From the beginning, none of this made any sense:
Her problems started in summer 2008 when she had seizure, and doctor said to her that she has sand in her gall bladder and stone in her kidney. I'm not even sure if that's possible, but she was prescribed some mixtures to drink which did smooth down her pain, so we thought it was over.
Then, summer 2009, pains were back, and she went to see other doctor, who told her that she has nothing in her kidney at all, and that she has stone forming in her gall bladder. She went to other doctor who then said she has nothing.
Things got messy at December 2009 when she went yellow. She was hospitalized and she had laparascopic removal of gall stones and she felt better. However, doctor who did removal took sample of some sort of greasy substance for further analysis. She was called at February 2009 for second sampling for biopsy, and later at March 2009 she got diagnosed by assembly of doctors with
Adenocarcinoma Papillae Vateri (T1N0M0).
Soon we successfully found a doctor who did Whipple procedure 8.4.2010 and after that she went on the road of recovery.
I took as much time as I had to get myself familiar with all what has happened, and T1N0M0 sounded like lucky shot in series of unfortunate events. Mother was recovering rapidly, pain, jaundice and food intolerance was gone in <1 month, and she now looks as healthy as she was before surgery.
Then, 5 days ago, we got results from patohistology and they are completely different from what was diagnosed at the start. PH results are:
Adenocarcinoma gradus II/III papillae Vateri pT4 N1 Mx R0
According to that, stage of tumor is 3/4 and lymph nodes have been severely invaded, which makes original diagnose completely wrong.
Now I wonder, how is it possible that only in ~1 month of time, tumor goes from T1N0M0 to T4N1Mx? Could it be it's that rapid? Since they've written in 1st analysis that it didn't touch wall of duodenum, but now it says it did, and it went quite into pancreas itself.

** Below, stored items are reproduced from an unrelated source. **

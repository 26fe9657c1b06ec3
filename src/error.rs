//! Error types for ClipNest
//!
//! All errors in the application are converted to `AppError`,
//! which implements `IntoResponse` for proper HTTP error responses.

use axum::http::StatusCode;
use axum::response::{IntoResponse, Response};
use thiserror::Error;

/// Application-wide error type
///
/// This enum represents all possible errors that can occur
/// in the application. It implements `IntoResponse` to
/// automatically convert errors to appropriate HTTP responses.
#[derive(Debug, Error)]
pub enum AppError {
    /// Resource not found (404)
    #[error("Resource not found")]
    NotFound,

    /// Authentication required (401)
    #[error("Authentication required")]
    Unauthorized,

    /// Validation error (400)
    #[error("{0}")]
    Validation(String),

    /// Database error (500)
    #[error("Database error: {0}")]
    Database(#[from] sqlx::Error),

    /// Configuration error (500)
    #[error("Configuration error: {0}")]
    Config(String),

    /// Internal server error (500)
    #[error("Internal error: {0}")]
    Internal(#[from] anyhow::Error),
}

impl From<config::ConfigError> for AppError {
    fn from(err: config::ConfigError) -> Self {
        AppError::Config(err.to_string())
    }
}

impl IntoResponse for AppError {
    /// Convert error to HTTP response
    ///
    /// Maps each error variant to the appropriate HTTP status code
    /// and the standard `{statusCode, data, message}` envelope.
    fn into_response(self) -> Response {
        use axum::Json;

        let (status, message, error_type) = match &self {
            AppError::NotFound => (StatusCode::NOT_FOUND, self.to_string(), "not_found"),
            AppError::Unauthorized => (StatusCode::UNAUTHORIZED, self.to_string(), "unauthorized"),
            AppError::Validation(msg) => (StatusCode::BAD_REQUEST, msg.clone(), "validation"),
            AppError::Database(_) => (
                StatusCode::INTERNAL_SERVER_ERROR,
                "Database error".to_string(),
                "database",
            ),
            AppError::Config(msg) => (StatusCode::INTERNAL_SERVER_ERROR, msg.clone(), "config"),
            AppError::Internal(_) => (
                StatusCode::INTERNAL_SERVER_ERROR,
                "Internal server error".to_string(),
                "internal",
            ),
        };

        // Record error metric
        use crate::metrics::ERRORS_TOTAL;
        ERRORS_TOTAL.with_label_values(&[error_type]).inc();

        let body = Json(serde_json::json!({
            "statusCode": status.as_u16(),
            "data": serde_json::Value::Null,
            "message": message,
        }));

        (status, body).into_response()
    }
}

/// Result type alias using AppError
pub type Result<T> = std::result::Result<T, AppError>;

If anyone has had this kind of cancer with symptoms close like this, I would really like to hear some thoughts about what kind of prognoses we have, since, lymph nodes are involved, but on the other hand resection rate seems good (no tumor tissue has been left in nearby organs).
Also, I have a theory, that I don't even know if is possible. Considering she had almost 0% usual factors that cause this kind of tumor to occur, I'm worried (or should I say hoping) that all this was caused by chronical pancreatitis, we didn't even knew she had until PH results came. Could it be that her chronical gastritis on duodenum spread on pancreas and caused chronical pancreatitis, and due to wrong function of pancreas, it caused faulty enzymes to produce which resulted in appearence of mutated cells on ampulla?
Thanks for all responses, and I'm sorry for long post, but there is so much to write.